İmâmiyye’nin onuncu imamı olarak kabul edilen Ali en-Nakî 214/829 yılında Medine’de doğdu. Abbasî halifeleri Mu‘tasım ve Vâsık devirlerinde Medine’de oturan ve ömrünü zühd ve takva hayatı içinde ilim öğreterek geçiren Ali en-Nakî, Halife Mütevekkil devrinde, muhalifleri tarafından halifeye şikâyet edildiği için Bağdat’a çağırılıp, daha sonra Samarra’ya gönderilir. 254/868 yılında Samarra’da vefat eden Ali en-Nakî, oturduğu evde defnedilmiştir. Bazı rivayetler onun halife Mu‘tez veya Mu‘temid tarafından zehirletilerek öldürüldüğünü belirtmektedirler.

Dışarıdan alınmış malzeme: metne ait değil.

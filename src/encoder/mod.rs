//! Depth frame encoding: wire serialization followed by compression

pub mod wire;

use std::sync::Arc;

use bytes::Bytes;
use thiserror::Error;

use crate::capture::frame::{CaptureFrame, Geometry, Timestamp};
use crate::utils::compress::{CompressError, Compressor};

#[derive(Debug, Error)]
pub enum EncodeError {
    #[error("source pixel buffer is not readable")]
    SourceUnavailable,

    #[error("{field} {value} does not fit the wire header")]
    GeometryOverflow { field: &'static str, value: u32 },

    #[error(transparent)]
    Compress(#[from] CompressError),
}

/// A compressed message ready for the transport
#[derive(Clone)]
pub struct WireFrame {
    pub data: Bytes,
    pub geometry: Geometry,
    pub capture_time: Timestamp,
    /// Size before compression
    pub raw_len: usize,
}

impl WireFrame {
    pub fn size(&self) -> usize {
        self.data.len()
    }

    pub fn compression_ratio(&self) -> f64 {
        if self.data.is_empty() {
            return 0.0;
        }
        self.raw_len as f64 / self.data.len() as f64
    }
}

impl std::fmt::Debug for WireFrame {
    fn fmt(&self, f: &mut std::fmt::Formatter<'_>) -> std::fmt::Result {
        f.debug_struct("WireFrame")
            .field("geometry", &self.geometry)
            .field("capture_time", &self.capture_time)
            .field("raw_len", &self.raw_len)
            .field("size", &self.size())
            .finish()
    }
}

pub struct DepthEncoder {
    compressor: Arc<dyn Compressor>,
}

impl DepthEncoder {
    pub fn new(compressor: Arc<dyn Compressor>) -> Self {
        Self { compressor }
    }

    pub fn compressor_name(&self) -> &'static str {
        self.compressor.name()
    }

    pub fn encode(&self, frame: &CaptureFrame) -> Result<WireFrame, EncodeError> {
        let message = wire::encode_frame(frame)?;
        let compressed = self.compressor.compress(&message)?;
        Ok(WireFrame {
            data: Bytes::from(compressed),
            geometry: frame.geometry(),
            capture_time: frame.capture_time,
            raw_len: message.len(),
        })
    }
}
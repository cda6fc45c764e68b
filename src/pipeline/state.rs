//! Pipeline state management

use std::time::Instant;

use thiserror::Error;

/// Pipeline state machine
///
/// Represents the lifecycle of a sender or receiver pipeline. State
/// transitions are validated so coordinators can't skip steps.
#[derive(Debug, Clone, Copy, PartialEq, Eq)]
pub enum PipelineState {
    /// Pipeline is idle and not processing
    Idle,

    /// Stages are being wired up
    Initializing,

    /// Pipeline is moving frames
    Running {
        /// When the pipeline started running
        started_at: Instant,
    },

    /// Frames are ignored until resumed
    Paused {
        /// When the pipeline was paused
        paused_at: Instant,
    },

    /// Pipeline is stopping (transitioning to Stopped)
    Stopping,

    /// Pipeline has stopped and cannot be restarted
    Stopped,
}

#[derive(Debug, Clone, Copy, PartialEq, Eq, Error)]
#[error("invalid pipeline transition {from} -> {to}")]
pub struct InvalidTransition {
    pub from: PipelineState,
    pub to: PipelineState,
}

impl PipelineState {
    pub fn running() -> Self {
        PipelineState::Running {
            started_at: Instant::now(),
        }
    }

    pub fn paused() -> Self {
        PipelineState::Paused {
            paused_at: Instant::now(),
        }
    }

    /// Check if this state transition is valid
    pub fn can_transition_to(&self, target: &PipelineState) -> bool {
        use PipelineState::*;

        match (self, target) {
            (Idle, Initializing) => true,

            (Initializing, Running { .. }) => true,
            (Initializing, Stopping) => true,

            (Running { .. }, Paused { .. }) => true,
            (Running { .. }, Stopping) => true,

            (Paused { .. }, Running { .. }) => true,
            (Paused { .. }, Stopping) => true,

            (Stopping, Stopped) => true,

            (Stopped, _) => false,

            (a, b) if a.description() == b.description() => true,

            _ => false,
        }
    }

    /// Move to `target` if the transition is allowed
    pub fn transition(&mut self, target: PipelineState) -> Result<(), InvalidTransition> {
        if !self.can_transition_to(&target) {
            return Err(InvalidTransition {
                from: *self,
                to: target,
            });
        }
        *self = target;
        Ok(())
    }

    /// Get a human-readable description of this state
    pub fn description(&self) -> &'static str {
        match self {
            PipelineState::Idle => "Idle",
            PipelineState::Initializing => "Initializing",
            PipelineState::Running { .. } => "Running",
            PipelineState::Paused { .. } => "Paused",
            PipelineState::Stopping => "Stopping",
            PipelineState::Stopped => "Stopped",
        }
    }

    /// Check if the pipeline is currently active (running or paused)
    pub fn is_active(&self) -> bool {
        matches!(
            self,
            PipelineState::Running { .. } | PipelineState::Paused { .. }
        )
    }

    pub fn is_running(&self) -> bool {
        matches!(self, PipelineState::Running { .. })
    }

    pub fn is_paused(&self) -> bool {
        matches!(self, PipelineState::Paused { .. })
    }

    /// Check if the pipeline is stopped or stopping
    pub fn is_stopped(&self) -> bool {
        matches!(self, PipelineState::Stopped | PipelineState::Stopping)
    }

    /// Get the duration since the pipeline started (if running)
    pub fn running_duration(&self) -> Option<std::time::Duration> {
        if let PipelineState::Running { started_at } = self {
            Some(started_at.elapsed())
        } else {
            None
        }
    }
}

impl std::fmt::Display for PipelineState {
    fn fmt(&self, f: &mut std::fmt::Formatter<'_>) -> std::fmt::Result {
        write!(f, "{}", self.description())
    }
}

11- Hasan el-Askerî b. Ali en-Nakî

İmâmiyye’nin on birinci imamı olan Hasan el-Askerî, 232/846 yılında Medine’de dünyaya geldi. İki, üç yaşlarında, babasının ikamate mecbur edildiği Samarra’ya gelen Askerî, orada yetişmiştir. Abbasî yönetimi tarafından sıkı şekilde kontrol edildiğinden dolayı mensuplarıyla yeteri kadar temas kuramayan Askerî, Mu‘temid’in hilafeti sırasında, 8 Rebiulevvel 260/1 Ocak 874 yılında Samarra’da vefat etmiş ve babasının yanına gömülmüştür.

12- Muhammed el-Mehdî b. Hasan el-Askerî

İmâmiyye Şîası’na göre halen gaybet halinde bulunan, fakat gelecekte mehdî olarak ortaya çıkıp dünyada adil bir düzen kuracağına inanılan on ikinci imam Muhammed el-Mehdî, on birinci imam Askerî’nin, bir cariyeden doğduğuna inanılan oğludur. Sâhibu’z-zamân, el-Huccet, el-Kâim, el-Mehdî, el-Mehdî el-Muntazar, Mehdi’l-enâm ve Halef gibi lakaplarla da anılmaktadır. Hakkında daha fazla tarihi malumata sahip olmadığımız Muhammed Mehdî, İmâmiyye inancına göre, babası Askerî’nin vefatından sonra, evlerindeki mahzene (serdab) girerek gözden kaybolmuştur. Halen sağdır ve kıyametten önce mehdî sıfatıyla zuhur ederek zulümle dolmuş dünyayı adaletle dolduracaktır. İmâmiyye’ye göre bu, bir inanç esasıdır (Fığlalı, 1984, S.160-174; Öz, s. 115-131).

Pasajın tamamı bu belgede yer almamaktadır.